By Jeremiah Tucker
JOPLIN, Mo. —
So far, 2013 has been rough for Taylor Swift. Or as rough as it can be for a multi-multi-millionaire 23-year-old who is one of the biggest-selling music stars in the world.
Online media skewered her for implying Tina Fey and Amy Poehler were bad women for (barely) making fun of her at The Golden Globes. Then The New York Times published a story about a backlash against her, citing declining popularity scores from marketing-evaluation companies and dropped sponsorships.
While this is bad for Swift, it's gravy for 24-year-old country upstart Kacey Musgraves, whose buzzy major-label debut "Same Trailer, Different Park," released last week, is being billed as the palliative to Swift's influence on country music.
The allure of that comparison is almost irresistible. Swift, with her couture clothing and parade of famous boyfriends, represents pop; Musgraves, clad in boots and T-shirts, stands for a purer strain of country.
Then there are the songs. Musgraves' first single, "Merry Go Round," is a clever, finely observed digest of small-town life -- its forlorn banjo and melody, at first, masking the shiv she's hiding behind her back. It is hard to imagine Swift beginning a song with the lyric "If you ain't got two kids by 21, you're probably gonna die alone -- least that's what tradition told you" or deliver a sentiment as bleakly poetic as "just like dust, we settle in this town."
Musgraves' label, Mercury Nashville, reportedly held back her planned second single "Follow Your Arrow," a catchy, upbeat anthem for the YOLO generation, fearing country radio wouldn't play the song because of its endorsement of same-sex kissing and joint smoking -- neither of which, to date, can be found in Swift's discography.
Positioning yourself as the rebellious alternative to the mainstream has been a proven branding strategy since at least The Rolling Stones vs. The Beatles. But for all of the differences between Musgraves and Swift, there are some notable similarities.
Both are unusually attractive young women who co-write their radio-oriented songs with a cast of professional songwriters. A couple songs on Musgraves' album, the kiss-off to a pushy boyfriend "Step Off" and the blindly soul-searching "Back on the Map," wouldn't sound out of place on a Swift album, though Swift would probably ditch the strained analogy of the latter, likely improving it.
Musgraves, to her credit, is more interested in characters than singing about herself, with a major-league gift for writing emotionally complicated songs from the perspective of other people. (Taylor Swift's great subject, meanwhile, is Taylor Swift.) And while Musgraves should get credit for bucking country's suffocating social conservatism and crafting a thoughtful album of tidy, understated songs with catchy choruses that I mostly love, she's no maverick.

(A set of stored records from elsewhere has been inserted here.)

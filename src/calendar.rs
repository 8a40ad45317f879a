use crate::completions::is_complete;
use crate::dates::day_key;
use crate::models::{CompletionKind, TrackingState};
use crate::schedule::schedule_for_date;
use chrono::{Datelike, Duration, Months, NaiveDate};
use serde::Serialize;

pub const GRID_CELLS: usize = 42;

/// A displayed month. Only the year and month matter; the day is pinned to the 1st.
#[derive(Debug, Clone, Copy, PartialEq, Eq)]
pub struct CalendarMonth {
    first_day: NaiveDate,
}

impl CalendarMonth {
    /// `month0` is zero based and may overflow in either direction:
    /// `(2024, -1)` is December 2023 and `(2024, 12)` is January 2025.
    pub fn new(year: i32, month0: i32) -> Option<Self> {
        let total = i64::from(year) * 12 + i64::from(month0);
        let year = i32::try_from(total.div_euclid(12)).ok()?;
        let month = total.rem_euclid(12) as u32 + 1;
        NaiveDate::from_ymd_opt(year, month, 1).map(|first_day| Self { first_day })
    }

    pub fn containing(date: NaiveDate) -> Self {
        Self {
            first_day: date - Duration::days(i64::from(date.day0())),
        }
    }

    pub fn year(&self) -> i32 {
        self.first_day.year()
    }

    pub fn month0(&self) -> u32 {
        self.first_day.month0()
    }

    pub fn first_day(&self) -> NaiveDate {
        self.first_day
    }

    pub fn previous(&self) -> Option<Self> {
        self.first_day
            .checked_sub_months(Months::new(1))
            .map(|first_day| Self { first_day })
    }

    pub fn next(&self) -> Option<Self> {
        self.first_day
            .checked_add_months(Months::new(1))
            .map(|first_day| Self { first_day })
    }

    pub fn label(&self) -> String {
        self.first_day.format("%B %Y").to_string()
    }
}

#[derive(Debug, Clone, Serialize, PartialEq, Eq)]
pub struct DayCell {
    pub date: String,
    pub day: u32,
    pub is_current_month: bool,
    pub is_today: bool,
    pub workout_text: &'static str,
    pub plank_done: bool,
    pub workout_done: bool,
}

/// Six full weeks starting on the Sunday on or before the 1st of `month`.
///
/// Returns `None` when that window runs past the dates chrono can represent.
pub fn build_calendar_at(
    today: NaiveDate,
    month: CalendarMonth,
    state: &TrackingState,
) -> Option<Vec<DayCell>> {
    let first = month.first_day();
    let offset = i64::from(first.weekday().num_days_from_sunday());
    let grid_start = first.checked_sub_signed(Duration::days(offset))?;
    grid_start.checked_add_signed(Duration::days(GRID_CELLS as i64 - 1))?;

    let cells = grid_start
        .iter_days()
        .take(GRID_CELLS)
        .map(|date| {
            let key = day_key(date);
            DayCell {
                day: date.day(),
                is_current_month: date.month0() == month.month0() && date.year() == month.year(),
                is_today: date == today,
                workout_text: schedule_for_date(date, state),
                plank_done: is_complete(state, CompletionKind::Plank, &key),
                workout_done: is_complete(state, CompletionKind::Workout, &key),
                date: key,
            }
        })
        .collect();
    Some(cells)
}

#[cfg(test)]
mod tests {
    use super::*;
    use crate::completions::{mark_plank, toggle};
    use crate::schedule::NOT_STARTED;
    use chrono::Weekday;

    fn date(y: i32, m: u32, d: u32) -> NaiveDate {
        NaiveDate::from_ymd_opt(y, m, d).unwrap()
    }

    #[test]
    fn june_2024_grid_shape() {
        let state = TrackingState::with_start(date(2024, 6, 1));
        let june = CalendarMonth::new(2024, 5).unwrap();
        let cells = build_calendar_at(date(2024, 6, 12), june, &state).unwrap();

        assert_eq!(cells.len(), GRID_CELLS);
        let first = crate::dates::parse_day_key(&cells[0].date).unwrap();
        assert_eq!(first.weekday(), Weekday::Sun);
        assert_eq!(first, date(2024, 5, 26));

        let june_first = cells.iter().find(|cell| cell.date == "2024-06-01").unwrap();
        assert!(june_first.is_current_month);
        assert!(!cells[0].is_current_month);
        assert_eq!(cells.iter().filter(|cell| cell.is_current_month).count(), 30);
    }

    #[test]
    fn month_starting_on_sunday_begins_on_the_first() {
        let state = TrackingState::with_start(date(2024, 1, 1));
        let september = CalendarMonth::new(2024, 8).unwrap();
        let cells = build_calendar_at(date(2024, 9, 3), september, &state).unwrap();
        assert_eq!(cells[0].date, "2024-09-01");
        assert!(cells[0].is_current_month);
    }

    #[test]
    fn cells_carry_today_schedule_and_completions() {
        let mut state = TrackingState::with_start(date(2024, 6, 15));
        mark_plank(&mut state, date(2024, 6, 12));
        toggle(&mut state, CompletionKind::Workout, "2024-06-16");

        let june = CalendarMonth::containing(date(2024, 6, 12));
        let cells = build_calendar_at(date(2024, 6, 12), june, &state).unwrap();

        let today: Vec<_> = cells.iter().filter(|cell| cell.is_today).collect();
        assert_eq!(today.len(), 1);
        assert_eq!(today[0].date, "2024-06-12");
        assert!(today[0].plank_done);
        assert!(!today[0].workout_done);
        assert_eq!(today[0].workout_text, NOT_STARTED);

        let sunday = cells.iter().find(|cell| cell.date == "2024-06-16").unwrap();
        assert!(sunday.workout_done);
        assert_eq!(sunday.workout_text, "Yoga (20–30 min) + Walk (30 min)");
    }

    #[test]
    fn same_inputs_give_the_same_grid() {
        let state = TrackingState::with_start(date(2024, 2, 3));
        let month = CalendarMonth::new(2024, 1).unwrap();
        let today = date(2024, 2, 20);
        assert_eq!(
            build_calendar_at(today, month, &state),
            build_calendar_at(today, month, &state)
        );
    }

    #[test]
    fn month_index_wraps_across_years() {
        let december = CalendarMonth::new(2024, -1).unwrap();
        assert_eq!((december.year(), december.month0()), (2023, 11));
        let january = CalendarMonth::new(2024, 12).unwrap();
        assert_eq!((january.year(), january.month0()), (2025, 0));

        let june = CalendarMonth::new(2024, 5).unwrap();
        assert_eq!(june.label(), "June 2024");
        assert_eq!(june.next().unwrap().label(), "July 2024");
        assert_eq!(
            CalendarMonth::new(2024, 0).unwrap().previous(),
            Some(december)
        );
    }

    #[test]
    fn months_at_the_edge_of_the_date_range_have_no_grid() {
        let state = TrackingState::with_start(date(2024, 1, 1));
        let today = date(2024, 6, 12);

        let last = CalendarMonth::containing(NaiveDate::MAX);
        assert_eq!(build_calendar_at(today, last, &state), None);
        let first = CalendarMonth::containing(NaiveDate::MIN);
        assert_eq!(build_calendar_at(today, first, &state), None);

        let edge = CalendarMonth::new(NaiveDate::MAX.year(), NaiveDate::MAX.month0() as i32);
        assert_eq!(edge, Some(last));
        assert_eq!(last.next(), None);
        assert_eq!(first.previous(), None);
    }
}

For instance, she isn't as rebellious as Elizabeth Cook, a fearless explorer of the stranger corners of outlaw country who was dropped by Warner Bros. Nashville and last year released an EP of gospel music that included a cover of the Velvet Underground's "Jesus."
Last year Musgraves co-wrote a song for the ABC prime-time soap opera "Nashville" that was sung by Hayden Panettiere's character Juliette Barnes -- a country-pop crossover star who is the Taylor Swift of the show's universe. Musgraves' song "Undermine" was used to signal Barnes' yearning to be a more serious-minded artist, like her rival Rayna James, played by Connie Britton.
Though the viewing audience is supposed to cheer Barnes' embrace of a more traditional country sound, ditching the glitter and backup dancers, this struck me as unimaginative for a purportedly strong-willed rule breaker with clout at her label. A good song is a good song, but why does it have to sound like her parents' generation to be considered substantive?
Take country superstar Brad Paisley, whose upcoming album "Wheelhouse" has one song called "Accidental Racist" featuring rapper LL Cool J and another with a title that's either in Japanese or Chinese characters. This could be a huge creative disaster for a variety of reasons, but even if it is, it will be one that hasn't been done before. Rebellion needn't sound like the past.